Collected data entries:
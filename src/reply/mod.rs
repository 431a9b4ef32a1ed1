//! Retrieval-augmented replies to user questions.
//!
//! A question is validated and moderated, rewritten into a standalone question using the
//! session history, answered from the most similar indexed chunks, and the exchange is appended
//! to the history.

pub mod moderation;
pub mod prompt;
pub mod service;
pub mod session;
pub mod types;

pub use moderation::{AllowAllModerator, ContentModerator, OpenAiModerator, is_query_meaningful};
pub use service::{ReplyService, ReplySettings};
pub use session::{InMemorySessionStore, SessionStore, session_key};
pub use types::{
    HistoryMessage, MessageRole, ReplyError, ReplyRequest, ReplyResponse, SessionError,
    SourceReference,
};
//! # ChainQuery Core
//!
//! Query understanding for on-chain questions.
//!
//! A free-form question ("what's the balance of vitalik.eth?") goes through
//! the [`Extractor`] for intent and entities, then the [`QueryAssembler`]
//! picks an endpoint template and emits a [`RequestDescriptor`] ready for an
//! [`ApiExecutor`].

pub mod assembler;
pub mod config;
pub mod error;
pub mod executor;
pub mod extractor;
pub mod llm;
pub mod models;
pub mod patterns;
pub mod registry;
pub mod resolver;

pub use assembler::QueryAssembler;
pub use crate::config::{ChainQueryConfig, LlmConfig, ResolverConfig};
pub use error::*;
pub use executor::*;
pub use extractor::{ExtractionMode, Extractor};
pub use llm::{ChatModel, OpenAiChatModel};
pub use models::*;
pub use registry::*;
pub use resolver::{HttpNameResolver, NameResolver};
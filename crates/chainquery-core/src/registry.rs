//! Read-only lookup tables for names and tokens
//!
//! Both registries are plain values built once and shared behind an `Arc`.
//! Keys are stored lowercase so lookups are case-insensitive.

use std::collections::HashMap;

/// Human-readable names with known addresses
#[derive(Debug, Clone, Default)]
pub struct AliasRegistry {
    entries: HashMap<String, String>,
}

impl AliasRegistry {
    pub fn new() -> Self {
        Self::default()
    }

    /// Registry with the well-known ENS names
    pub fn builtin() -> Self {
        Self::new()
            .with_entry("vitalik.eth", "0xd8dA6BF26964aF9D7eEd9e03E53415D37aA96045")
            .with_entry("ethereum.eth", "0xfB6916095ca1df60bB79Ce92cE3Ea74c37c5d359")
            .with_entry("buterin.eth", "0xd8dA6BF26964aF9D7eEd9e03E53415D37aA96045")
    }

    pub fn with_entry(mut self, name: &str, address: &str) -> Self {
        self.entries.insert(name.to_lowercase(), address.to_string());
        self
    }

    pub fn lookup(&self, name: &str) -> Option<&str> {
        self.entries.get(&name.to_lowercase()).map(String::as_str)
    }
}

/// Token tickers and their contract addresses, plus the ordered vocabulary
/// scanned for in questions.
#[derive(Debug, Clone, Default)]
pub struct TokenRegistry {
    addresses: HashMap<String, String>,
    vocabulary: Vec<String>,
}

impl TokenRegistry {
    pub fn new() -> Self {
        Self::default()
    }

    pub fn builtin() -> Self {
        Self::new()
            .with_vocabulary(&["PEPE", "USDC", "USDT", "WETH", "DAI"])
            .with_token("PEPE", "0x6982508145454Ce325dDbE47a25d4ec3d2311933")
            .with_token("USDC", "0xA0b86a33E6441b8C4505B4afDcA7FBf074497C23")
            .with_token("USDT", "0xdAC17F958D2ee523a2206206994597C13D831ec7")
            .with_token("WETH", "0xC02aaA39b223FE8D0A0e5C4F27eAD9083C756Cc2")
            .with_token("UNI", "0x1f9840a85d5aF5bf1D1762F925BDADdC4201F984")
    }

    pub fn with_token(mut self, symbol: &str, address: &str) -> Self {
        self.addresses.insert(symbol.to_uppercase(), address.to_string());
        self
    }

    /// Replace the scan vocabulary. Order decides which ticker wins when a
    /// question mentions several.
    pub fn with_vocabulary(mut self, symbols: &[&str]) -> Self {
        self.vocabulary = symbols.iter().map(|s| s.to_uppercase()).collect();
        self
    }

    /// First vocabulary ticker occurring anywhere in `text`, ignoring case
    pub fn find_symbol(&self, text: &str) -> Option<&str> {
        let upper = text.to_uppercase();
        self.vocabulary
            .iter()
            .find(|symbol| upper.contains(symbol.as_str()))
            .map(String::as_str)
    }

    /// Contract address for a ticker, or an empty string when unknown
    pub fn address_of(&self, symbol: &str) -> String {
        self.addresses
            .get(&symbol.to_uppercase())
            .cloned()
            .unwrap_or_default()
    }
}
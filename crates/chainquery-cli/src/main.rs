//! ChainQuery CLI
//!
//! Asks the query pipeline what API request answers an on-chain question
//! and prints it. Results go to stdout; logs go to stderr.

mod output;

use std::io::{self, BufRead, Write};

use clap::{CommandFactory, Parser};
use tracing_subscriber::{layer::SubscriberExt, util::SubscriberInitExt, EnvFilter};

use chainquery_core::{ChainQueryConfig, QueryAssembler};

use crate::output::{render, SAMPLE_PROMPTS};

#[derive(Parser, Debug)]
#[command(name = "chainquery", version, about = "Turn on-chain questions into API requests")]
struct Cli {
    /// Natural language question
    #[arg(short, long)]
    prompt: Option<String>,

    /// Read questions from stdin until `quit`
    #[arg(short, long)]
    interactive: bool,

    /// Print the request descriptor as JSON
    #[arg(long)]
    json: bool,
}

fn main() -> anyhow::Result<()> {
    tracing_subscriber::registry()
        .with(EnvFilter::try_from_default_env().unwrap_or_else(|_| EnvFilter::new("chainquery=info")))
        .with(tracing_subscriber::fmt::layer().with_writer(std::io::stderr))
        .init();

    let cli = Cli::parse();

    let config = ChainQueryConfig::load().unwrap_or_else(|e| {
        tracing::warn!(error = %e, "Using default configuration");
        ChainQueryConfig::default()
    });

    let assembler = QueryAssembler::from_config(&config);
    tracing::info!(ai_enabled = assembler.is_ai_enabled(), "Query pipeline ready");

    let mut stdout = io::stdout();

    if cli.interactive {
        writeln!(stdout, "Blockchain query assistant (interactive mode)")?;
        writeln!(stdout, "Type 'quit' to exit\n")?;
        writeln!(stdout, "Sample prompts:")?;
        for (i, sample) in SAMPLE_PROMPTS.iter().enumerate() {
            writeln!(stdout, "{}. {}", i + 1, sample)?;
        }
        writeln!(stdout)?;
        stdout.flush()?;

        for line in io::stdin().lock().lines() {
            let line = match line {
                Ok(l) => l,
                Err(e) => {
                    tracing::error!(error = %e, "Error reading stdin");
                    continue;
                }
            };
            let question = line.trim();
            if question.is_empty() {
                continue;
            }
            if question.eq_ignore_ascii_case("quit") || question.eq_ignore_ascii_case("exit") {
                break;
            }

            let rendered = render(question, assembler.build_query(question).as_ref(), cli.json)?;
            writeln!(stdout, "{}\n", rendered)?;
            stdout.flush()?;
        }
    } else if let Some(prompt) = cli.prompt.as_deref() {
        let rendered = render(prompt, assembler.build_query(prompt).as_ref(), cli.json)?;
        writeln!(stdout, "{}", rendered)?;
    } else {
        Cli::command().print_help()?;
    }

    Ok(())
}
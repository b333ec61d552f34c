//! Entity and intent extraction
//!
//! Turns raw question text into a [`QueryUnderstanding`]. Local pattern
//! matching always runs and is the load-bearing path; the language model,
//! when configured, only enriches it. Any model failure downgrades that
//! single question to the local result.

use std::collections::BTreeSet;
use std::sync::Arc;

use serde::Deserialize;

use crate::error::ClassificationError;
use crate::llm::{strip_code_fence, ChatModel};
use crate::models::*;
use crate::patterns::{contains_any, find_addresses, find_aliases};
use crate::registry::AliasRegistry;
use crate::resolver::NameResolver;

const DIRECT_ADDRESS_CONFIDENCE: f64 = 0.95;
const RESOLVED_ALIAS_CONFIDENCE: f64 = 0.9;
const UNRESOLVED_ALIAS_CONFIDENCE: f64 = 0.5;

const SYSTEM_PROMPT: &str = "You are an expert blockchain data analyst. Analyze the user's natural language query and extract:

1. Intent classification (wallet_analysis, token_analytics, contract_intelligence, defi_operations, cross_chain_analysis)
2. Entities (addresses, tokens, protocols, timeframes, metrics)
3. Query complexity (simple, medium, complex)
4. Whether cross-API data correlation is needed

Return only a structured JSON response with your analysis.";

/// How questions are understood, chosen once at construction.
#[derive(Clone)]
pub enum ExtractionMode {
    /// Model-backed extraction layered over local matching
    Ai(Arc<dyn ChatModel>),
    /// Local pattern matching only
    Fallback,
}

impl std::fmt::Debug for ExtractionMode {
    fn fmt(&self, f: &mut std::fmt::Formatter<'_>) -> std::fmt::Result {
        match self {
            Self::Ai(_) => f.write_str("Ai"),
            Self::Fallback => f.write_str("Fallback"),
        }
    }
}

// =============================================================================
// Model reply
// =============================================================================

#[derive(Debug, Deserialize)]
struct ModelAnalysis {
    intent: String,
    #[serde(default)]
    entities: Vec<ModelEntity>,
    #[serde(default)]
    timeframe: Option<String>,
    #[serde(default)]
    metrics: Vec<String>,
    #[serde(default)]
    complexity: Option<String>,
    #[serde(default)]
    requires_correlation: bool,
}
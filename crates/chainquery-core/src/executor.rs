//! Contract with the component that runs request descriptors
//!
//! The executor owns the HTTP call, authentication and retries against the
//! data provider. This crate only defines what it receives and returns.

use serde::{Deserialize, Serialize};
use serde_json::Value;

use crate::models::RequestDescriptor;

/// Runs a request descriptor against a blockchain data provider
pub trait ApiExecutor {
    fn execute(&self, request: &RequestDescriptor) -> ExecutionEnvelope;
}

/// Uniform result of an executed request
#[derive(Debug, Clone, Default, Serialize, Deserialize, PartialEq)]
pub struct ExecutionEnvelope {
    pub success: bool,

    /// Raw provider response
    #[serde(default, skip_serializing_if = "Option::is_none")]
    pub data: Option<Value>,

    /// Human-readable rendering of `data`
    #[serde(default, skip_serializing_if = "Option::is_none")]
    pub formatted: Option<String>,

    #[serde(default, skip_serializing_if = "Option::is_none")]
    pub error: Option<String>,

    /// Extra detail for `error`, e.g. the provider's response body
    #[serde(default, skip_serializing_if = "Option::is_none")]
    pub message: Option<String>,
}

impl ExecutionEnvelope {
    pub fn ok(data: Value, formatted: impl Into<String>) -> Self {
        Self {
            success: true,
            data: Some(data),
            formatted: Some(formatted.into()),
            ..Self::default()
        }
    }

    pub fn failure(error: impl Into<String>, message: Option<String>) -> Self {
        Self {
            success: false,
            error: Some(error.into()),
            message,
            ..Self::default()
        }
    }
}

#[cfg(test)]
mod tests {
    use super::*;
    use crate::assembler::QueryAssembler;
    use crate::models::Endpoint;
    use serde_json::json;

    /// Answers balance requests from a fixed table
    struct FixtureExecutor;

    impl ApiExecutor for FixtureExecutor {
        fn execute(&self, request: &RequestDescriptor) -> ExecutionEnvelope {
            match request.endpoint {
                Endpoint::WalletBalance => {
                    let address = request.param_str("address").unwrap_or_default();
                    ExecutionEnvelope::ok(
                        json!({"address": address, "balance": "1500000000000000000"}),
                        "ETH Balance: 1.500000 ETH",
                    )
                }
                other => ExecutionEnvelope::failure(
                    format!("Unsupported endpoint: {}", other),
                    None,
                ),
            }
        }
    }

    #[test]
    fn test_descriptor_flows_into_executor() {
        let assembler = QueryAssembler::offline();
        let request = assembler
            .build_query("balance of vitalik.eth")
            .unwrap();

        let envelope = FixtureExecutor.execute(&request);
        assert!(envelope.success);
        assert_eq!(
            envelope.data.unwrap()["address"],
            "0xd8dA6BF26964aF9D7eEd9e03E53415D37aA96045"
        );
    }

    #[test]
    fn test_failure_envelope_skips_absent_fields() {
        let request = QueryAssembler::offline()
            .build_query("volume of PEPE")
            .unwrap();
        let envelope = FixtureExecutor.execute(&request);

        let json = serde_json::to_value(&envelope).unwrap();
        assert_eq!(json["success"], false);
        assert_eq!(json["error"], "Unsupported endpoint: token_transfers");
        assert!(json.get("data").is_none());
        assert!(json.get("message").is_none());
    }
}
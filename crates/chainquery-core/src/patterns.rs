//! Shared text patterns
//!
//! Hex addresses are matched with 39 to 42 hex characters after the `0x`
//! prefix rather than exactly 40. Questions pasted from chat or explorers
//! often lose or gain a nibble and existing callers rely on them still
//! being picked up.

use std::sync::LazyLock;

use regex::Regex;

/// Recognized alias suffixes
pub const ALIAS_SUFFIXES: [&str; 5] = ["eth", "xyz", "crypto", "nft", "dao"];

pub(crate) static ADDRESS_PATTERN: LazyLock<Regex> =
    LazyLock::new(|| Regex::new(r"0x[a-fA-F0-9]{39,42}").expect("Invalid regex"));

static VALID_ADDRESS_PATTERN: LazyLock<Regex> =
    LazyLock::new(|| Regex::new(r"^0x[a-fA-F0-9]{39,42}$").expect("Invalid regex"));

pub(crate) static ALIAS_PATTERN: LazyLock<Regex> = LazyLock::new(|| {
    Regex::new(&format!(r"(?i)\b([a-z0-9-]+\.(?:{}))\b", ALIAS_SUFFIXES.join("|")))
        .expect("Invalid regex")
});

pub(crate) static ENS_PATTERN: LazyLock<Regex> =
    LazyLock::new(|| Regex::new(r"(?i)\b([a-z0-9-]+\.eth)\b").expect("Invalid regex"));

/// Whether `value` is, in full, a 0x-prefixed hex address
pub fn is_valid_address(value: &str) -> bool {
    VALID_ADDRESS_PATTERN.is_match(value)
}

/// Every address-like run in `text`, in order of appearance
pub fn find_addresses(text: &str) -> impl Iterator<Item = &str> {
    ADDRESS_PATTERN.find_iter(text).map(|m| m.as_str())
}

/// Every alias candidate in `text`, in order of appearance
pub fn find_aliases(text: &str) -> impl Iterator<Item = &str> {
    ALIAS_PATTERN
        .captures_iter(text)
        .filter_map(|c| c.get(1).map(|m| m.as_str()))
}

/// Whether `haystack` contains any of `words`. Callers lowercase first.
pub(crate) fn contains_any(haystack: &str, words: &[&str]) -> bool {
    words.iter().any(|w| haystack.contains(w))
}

HOW TO COMPLETE THIS TASK >>
Lines holding the word "appearance" are the answer; copy each one from the records above.

WRITTEN RESPONSE >>
/// Every address-like run in `text`, in order of appearance
/// Every alias candidate in `text`, in order of appearance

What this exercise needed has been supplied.